The only solution is to remove that conduit so they can't send them.

Unless you charge per e-mail, there's nothing removing the conduit or
preventing its abuse. But then you penalize good people just for the
sake of banning the bad people.

And yes, the response rates don't have to be big when you can case that
wide of a net.

How do you stop it at the source? Which is the spammer, himself?

Personally, I doubt that the useful base of legitimate mailhosts is
"orders of magnitude" larger. The actual number of users has little
if any effect on the "trust relationships". It is the admins of the
mailhosts themselves that establish the trust.

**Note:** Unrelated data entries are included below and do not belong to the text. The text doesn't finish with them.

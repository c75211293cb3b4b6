#![deny(
    missing_docs,
    missing_debug_implementations,
    missing_copy_implementations,
    trivial_casts,
    trivial_numeric_casts,
    unsafe_code,
    unstable_features,
    unused_import_braces,
    unused_qualifications
)]

//! po is a command line application based on Pushover API.
//!
//! If Pushover app key is "token" and user key is "user",
//!
//! ```
//! $ po -t token -u user -m message
//! ```
//!
//! Or you can set environment variables instead,
//!
//! ```
//! $ export PUSHOVER_TOKEN=token
//! $ export PUSHOVER_USER=user
//! $ po -m message
//! ```
//!
//! Or read keys from the `[pushover]` section of a configuration file,
//! `~/.pushover` is tried when the given one cannot be parsed,
//!
//! ```
//! $ cat ~/.pushover
//! [pushover]
//! app_key = token
//! user_key = user
//! $ po -c ./pushover.ini -m message
//! ```
//!
//! For more information,
//!
//! ```
//! $ po -h
//! ```

use std::borrow::Cow;
use std::path::PathBuf;

use clap::error::ErrorKind;
use clap::{CommandFactory, Parser};
use log::{debug, error, Level, LevelFilter};
use logging_timer::{finish, stimer};

use pushover::{truncate_chars, Client, Notification, MESSAGE_MAX_LENGTH};

#[doc(hidden)]
#[derive(Debug, Parser)]
#[command(about, author, version)]
struct Opts {
    /// Location of the Pushover configuration file, ~/.pushover is tried next.
    #[arg(short, long)]
    config: Option<PathBuf>,
    /// The app key of the message sender application. <https://pushover.net/api#identifiers>
    #[arg(short = 't', long, env = "PUSHOVER_TOKEN")]
    app_key: Option<String>,
    /// The user / group key of the message receiver. <https://pushover.net/api#identifiers>
    #[arg(short, long, env = "PUSHOVER_USER")]
    user_key: Option<String>,
    /// Log at the DEBUG level.
    #[arg(short, long)]
    debug: bool,
    /// The message to send, will truncate to 512 characters. <https://pushover.net/api#messages>
    #[arg(short, long)]
    message: Option<String>,
    /// Your message's title, otherwise your app's name is used. <https://pushover.net/api#messages>
    #[arg(long)]
    title: Option<String>,
    /// A supplementary URL to show with your message. <https://pushover.net/api#urls>
    #[arg(long)]
    url: Option<String>,
    /// A title for your supplementary URL, otherwise just the URL is shown. <https://pushover.net/api#urls>
    #[arg(long)]
    url_title: Option<String>,
    /// Users can choose from a number of different default sounds to play when receiving notifications. <https://pushover.net/api#sounds>
    #[arg(long)]
    sound: Option<String>,
    /// Messages may be sent with a different priority that affects how the message is presented to the user
    /// e.g. -2, -1, 0, 1, 2. <https://pushover.net/api#priority>
    #[arg(long, allow_hyphen_values = true)]
    priority: Option<String>,
    /// Your user's device name to send the message directly to that device, rather than all of the user's devices. <https://pushover.net/api#identifiers>
    #[arg(long)]
    device: Option<String>,
}

impl Opts {
    /// Non-empty message truncated to [`MESSAGE_MAX_LENGTH`] characters.
    fn message(&self) -> Option<Cow<'_, str>> {
        self.message
            .as_deref()
            .filter(|m| !m.is_empty())
            .map(|m| truncate_chars(m, MESSAGE_MAX_LENGTH))
    }

    fn notification<'a>(&'a self, client: &'a Client, message: &'a str) -> Notification<'a> {
        let mut n = client.notification(message);
        n.title = self.title.as_deref();
        n.url = self.url.as_deref();
        n.url_title = self.url_title.as_deref();
        n.sound = self.sound.as_deref();
        n.priority = self.priority.as_deref();
        n.device = self.device.as_deref();
        n
    }
}

fn init_logger(debug: bool) {
    let level = if debug {
        LevelFilter::Debug
    } else {
        LevelFilter::Info
    };
    let mut builder = pretty_env_logger::formatted_builder();
    builder.filter_level(level);
    if let Ok(filters) = std::env::var("RUST_LOG") {
        builder.parse_filters(&filters);
    }
    builder.init();
}

#[doc(hidden)]
fn main() -> anyhow::Result<()> {
    if std::env::args_os().len() <= 1 {
        Opts::command().print_help()?;
        std::process::exit(1);
    }

    let opts: Opts = Opts::parse();
    init_logger(opts.debug);

    let client = match Client::resolve(
        opts.app_key.as_deref(),
        opts.user_key.as_deref(),
        opts.config.as_deref(),
    ) {
        Ok(c) => c,
        Err(e) => {
            error!("{e}");
            std::process::exit(1);
        }
    };

    let message = match opts.message() {
        Some(m) => m,
        None => Opts::command()
            .error(
                ErrorKind::MissingRequiredArgument,
                "can't do anything without a message",
            )
            .exit(),
    };

    let notification = opts.notification(&client, &message);
    debug!("send notification with message {message:?}");

    let tmr = stimer!(Level::Debug; "NOTIFY");
    let res = notification.send();
    finish!(tmr);

    if let Err(e) = res {
        error!("something went wrong: {e}");
        std::process::exit(1);
    }
    Ok(())
}
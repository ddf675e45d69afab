//! LLM provider implementations for Handsfree.
//!
//! All providers implement the `handsfree_core::Provider` trait.
//! The router selects the correct provider based on configuration.

pub mod anthropic;
pub mod openai_compat;
pub mod router;

pub use anthropic::AnthropicProvider;
pub use openai_compat::OpenAiCompatProvider;
pub use router::{build_from_config, ProviderRouter};
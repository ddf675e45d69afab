//! OsController trait — the abstraction over screen manipulation.
//!
//! The executor validates and scales coordinates, then dispatches through
//! this trait. The shipped implementation shells out to cliclick,
//! screencapture, sips, and osascript; tests substitute a recording mock.
//!
//! All coordinates crossing this boundary are **native** pixels — target-space
//! validation has already happened by the time a call lands here.

use async_trait::async_trait;

use crate::action::MouseButton;
use crate::error::ExecutorError;
use crate::geometry::DisplayGeometry;

/// Low-level screen control operations.
#[async_trait]
pub trait OsController: Send + Sync {
    /// The native display resolution, probed once at startup.
    async fn native_size(&self) -> Result<(u32, u32), ExecutorError>;

    /// Capture the screen and downsample to the geometry's target
    /// resolution. Returns PNG bytes.
    async fn screenshot(&self, geometry: &DisplayGeometry) -> Result<Vec<u8>, ExecutorError>;

    /// Move the pointer to a native pixel coordinate.
    async fn move_mouse(&self, x: u32, y: u32) -> Result<(), ExecutorError>;

    /// Click at a native pixel coordinate.
    async fn click(&self, button: MouseButton, x: u32, y: u32) -> Result<(), ExecutorError>;

    /// Type a string at the current focus.
    async fn type_text(&self, text: &str) -> Result<(), ExecutorError>;

    /// Press a key or combo ("return", "cmd+shift+t").
    async fn key_press(&self, combo: &str) -> Result<(), ExecutorError>;

    /// Scroll at the current pointer position. Positive `dy` scrolls up,
    /// positive `dx` scrolls right.
    async fn scroll(&self, dx: i32, dy: i32) -> Result<(), ExecutorError>;
}
//! Handsfree CLI — the main entry point.
//!
//! Commands:
//! - `onboard` — Initialize config and model directory
//! - `run`     — Start the voice + gesture listener
//! - `exec`    — Run a single typed command through the agent
//! - `status`  — Show configuration summary
//! - `doctor`  — Check external dependencies and permissions

use clap::{Parser, Subcommand};

mod commands;

#[derive(Parser)]
#[command(
    name = "handsfree",
    about = "Handsfree — voice and gesture control for your Mac",
    version,
    author
)]
struct Cli {
    #[command(subcommand)]
    command: Commands,

    /// Enable verbose logging
    #[arg(short, long, global = true)]
    verbose: bool,
}

#[derive(Subcommand)]
enum Commands {
    /// Initialize configuration and model directory
    Onboard,

    /// Start listening for voice commands and gestures
    Run,

    /// Run one typed command through the agent and exit
    Exec {
        /// The command, e.g. "open safari and search for rust"
        command: Vec<String>,
    },

    /// Show configuration summary
    Status,

    /// Check external dependencies and permissions
    Doctor,
}

#[tokio::main]
async fn main() -> Result<(), Box<dyn std::error::Error>> {
    let cli = Cli::parse();

    // Initialize tracing
    let filter = if cli.verbose { "debug" } else { "info" };
    tracing_subscriber::fmt()
        .with_env_filter(
            tracing_subscriber::EnvFilter::try_from_default_env()
                .unwrap_or_else(|_| tracing_subscriber::EnvFilter::new(filter)),
        )
        .with_target(false)
        .init();

    match cli.command {
        Commands::Onboard => commands::onboard::run().await?,
        Commands::Run => commands::run::run().await?,
        Commands::Exec { command } => commands::exec::run(command.join(" ")).await?,
        Commands::Status => commands::status::run().await?,
        Commands::Doctor => commands::doctor::run().await?,
    }

    Ok(())
}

Much like what is done
Usenet News today.

Well, given the size of the internet, number of attached companies, it
much larger than it was back when I first go my internet connection.
What what's to keep a spammer from signing on an ISP and violating that
trust, causing other mailhosts to block them? Years ago panix, epoch,
and many other ISP's played constant whack-a-mole against spammers
creating accounts on their networks. Many of the current RBL's already
do this kind of "trust relationship" with known mail hosts, too. We've
already done that.

But that would be much easier to do today as basicly anyone can talk
to anyone, from the technical standpoint. We could have central hubs,
like what was done by seismo in the old days, but they would be more
of a conveninece than a necessity. I am not saying everyone has to
have an explicit agreement with everyone else with whom they wish to
exchange emial. I am saying that there needs to be an explicit agreement
drawn up that everyone who wishes to take part must sign (as a legally
binding document) in order to exchange mail with anyone in the Email
network. Once you join the network, peering is can be left to the
individual admins. Again, much like Usenet News, but with a much
stricter and enforcable AUP.

So, how do you get everyone that wants to send email to sign an AUP,
and who do they sign it with? After all, who would the enforcing body
be? We have ISP's and providers with AUP's today.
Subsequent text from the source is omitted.